### EXERCISE DESCRIPTION
Read the data below line by line and copy each one with "Serialize" in it.

Saved entries:

┄┄┄┄┄┄

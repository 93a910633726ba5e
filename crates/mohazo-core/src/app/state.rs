//! AppState - エンティティコレクションの正本
//!
//! Dashboard（コントローラ）が所有し、各ワークフローには `&`/`&mut` で渡す。
//! static なグローバル状態は持たない。
//!
//! # 整合性
//! - Task.work_id は常に存在する Work を指す
//! - Work.assignee_id は None か、存在する Member を指す
//!
//! 変更系メソッドはこの 2 つを検証してから書き込む。

use serde::{Deserialize, Serialize};
use tracing::debug;

use crate::derived::{self, DashboardKpi};
use crate::domain::{
    DashboardError, Entity, ExplanationScript, FieldUpdate, MeetingNote, MeetingNoteId, Member,
    MemberId, NewMember, SyncRun, SyncType, Task, TaskId, TaskUpdate, Work, WorkId, WorkUpdate,
};

#[derive(Debug, Clone, Default, PartialEq, Serialize, Deserialize)]
#[serde(rename_all = "camelCase")]
pub struct AppState {
    pub members: Vec<Member>,
    pub meeting_notes: Vec<MeetingNote>,
    pub works: Vec<Work>,
    pub tasks: Vec<Task>,
    /// 追記のみ。
    pub sync_runs: Vec<SyncRun>,
    pub scripts: Vec<ExplanationScript>,
}

impl AppState {
    pub fn new() -> Self {
        Self::default()
    }

    // ========================================
    // 参照
    // ========================================

    pub fn member(&self, id: &MemberId) -> Result<&Member, DashboardError> {
        self.members
            .iter()
            .find(|m| &m.id == id)
            .ok_or_else(|| DashboardError::not_found(Entity::Member, id))
    }

    pub fn work(&self, id: &WorkId) -> Result<&Work, DashboardError> {
        self.works
            .iter()
            .find(|w| &w.id == id)
            .ok_or_else(|| DashboardError::not_found(Entity::Work, id))
    }

    pub fn task(&self, id: &TaskId) -> Result<&Task, DashboardError> {
        self.tasks
            .iter()
            .find(|t| &t.id == id)
            .ok_or_else(|| DashboardError::not_found(Entity::Task, id))
    }

    pub fn meeting_note(&self, id: &MeetingNoteId) -> Result<&MeetingNote, DashboardError> {
        self.meeting_notes
            .iter()
            .find(|n| &n.id == id)
            .ok_or_else(|| DashboardError::not_found(Entity::MeetingNote, id))
    }

    pub(crate) fn meeting_note_mut(
        &mut self,
        id: &MeetingNoteId,
    ) -> Result<&mut MeetingNote, DashboardError> {
        self.meeting_notes
            .iter_mut()
            .find(|n| &n.id == id)
            .ok_or_else(|| DashboardError::not_found(Entity::MeetingNote, id))
    }

    fn work_mut(&mut self, id: &WorkId) -> Result<&mut Work, DashboardError> {
        self.works
            .iter_mut()
            .find(|w| &w.id == id)
            .ok_or_else(|| DashboardError::not_found(Entity::Work, id))
    }

    /// `note_id` に保存済みの説明の最大バージョン。
    pub fn latest_script(&self, note_id: &MeetingNoteId) -> Option<&ExplanationScript> {
        self.scripts
            .iter()
            .filter(|s| &s.meeting_note_id == note_id)
            .max_by_key(|s| s.version)
    }

    /// 次に採番する説明スクリプトのバージョン
    ///
    /// 保存済みスクリプトと explanation の SyncRun の両方の最大値 + 1。
    /// push 済みで commit されなかったバージョンを再利用しない。
    pub fn next_script_version(&self, note_id: &MeetingNoteId) -> u32 {
        let stored = self
            .scripts
            .iter()
            .filter(|s| &s.meeting_note_id == note_id)
            .map(|s| s.version);
        let pushed = self
            .sync_runs
            .iter()
            .filter(|r| &r.meeting_note_id == note_id && r.sync_type == SyncType::Explanation)
            .map(|r| r.version);
        stored.chain(pushed).max().map_or(1, |v| v + 1)
    }

    /// `note_id` から抽出された全 Work のタスク。
    pub fn tasks_from_note(&self, note_id: &MeetingNoteId) -> Vec<Task> {
        let works: Vec<&WorkId> = self
            .works
            .iter()
            .filter(|w| w.meeting_note_id.as_ref() == Some(note_id))
            .map(|w| &w.id)
            .collect();
        self.tasks
            .iter()
            .filter(|t| works.contains(&&t.work_id))
            .cloned()
            .collect()
    }

    // ========================================
    // 派生状態
    // ========================================

    pub fn unassigned_works(&self) -> Vec<&Work> {
        derived::compute_unassigned_works(&self.works)
    }

    pub fn failed_count(&self) -> usize {
        derived::compute_failed_count(&self.meeting_notes)
    }

    /// 失敗した議事録の件数を含む KPI。
    pub fn kpi(&self) -> DashboardKpi {
        derived::compute_dashboard_kpi(&self.tasks, &self.works).with_failed_count(self.failed_count())
    }

    // ========================================
    // 変更
    // ========================================

    pub fn add_member(&mut self, input: NewMember, id: MemberId) -> Result<&Member, DashboardError> {
        let member = input.into_member(id)?;
        debug!(member_id = %member.id, role = %member.role, "member added");
        self.members.push(member);
        Ok(&self.members[self.members.len() - 1])
    }

    /// 既存の Work へ浅いマージ。
    ///
    /// 新しい担当者は既存メンバーであること。新しいタイトルは空にできない。
    pub fn update_work(&mut self, id: &WorkId, update: WorkUpdate) -> Result<&Work, DashboardError> {
        self.work(id)?;
        if let FieldUpdate::Set(member) = &update.assignee_id {
            self.member(member)?;
        }
        if update.title.as_deref().is_some_and(|t| t.trim().is_empty()) {
            return Err(DashboardError::EmptyField("title"));
        }

        let assignment_changed = update.assignee_id != FieldUpdate::Keep;
        let work = self.work_mut(id)?;
        work.apply(update);
        let origin = work.meeting_note_id.clone();
        if assignment_changed && let Some(note_id) = origin {
            self.recount_unassigned(&note_id);
        }
        self.work(id)
    }

    /// 会議録の unassigned_count を、その会議録から導出された Work から数え直す
    fn recount_unassigned(&mut self, note_id: &MeetingNoteId) {
        let count = self
            .works
            .iter()
            .filter(|w| w.meeting_note_id.as_ref() == Some(note_id) && !w.is_assigned())
            .count();
        if let Ok(note) = self.meeting_note_mut(note_id) {
            note.unassigned_count = Some(count);
            debug!(meeting_note_id = %note_id, unassigned = count, "unassigned count updated");
        }
    }

    /// 既存の Task へ浅いマージ。
    ///
    /// 別の Work へ移すときは移動先が存在しなければならず、
    /// 両方の Work の `task_count` を合わせる。
    pub fn update_task(&mut self, id: &TaskId, update: TaskUpdate) -> Result<&Task, DashboardError> {
        let previous_work = self.task(id)?.work_id.clone();
        if let Some(target) = &update.work_id {
            self.work(target)?;
        }
        if update.title.as_deref().is_some_and(|t| t.trim().is_empty()) {
            return Err(DashboardError::EmptyField("title"));
        }

        let moved_to = update.work_id.clone().filter(|w| w != &previous_work);
        if let Some(target) = &moved_to {
            let from = self.work_mut(&previous_work)?;
            from.task_count = from.task_count.saturating_sub(1);
            self.work_mut(target)?.task_count += 1;
        }

        let idx = self
            .tasks
            .iter()
            .position(|t| &t.id == id)
            .ok_or_else(|| DashboardError::not_found(Entity::Task, id))?;
        self.tasks[idx].apply(update);
        Ok(&self.tasks[idx])
    }

    /// 抽出したばかりの Work をタスク・説明と一緒に追加する。
    pub(crate) fn commit_derived(
        &mut self,
        work: Work,
        tasks: Vec<Task>,
        script: ExplanationScript,
    ) {
        self.works.push(work);
        self.tasks.extend(tasks);
        self.scripts.push(script);
    }
}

┄┄┄┄┄┄

### WRITTEN REPLY
use serde::{Deserialize, Serialize};
#[derive(Debug, Clone, Default, PartialEq, Serialize, Deserialize)]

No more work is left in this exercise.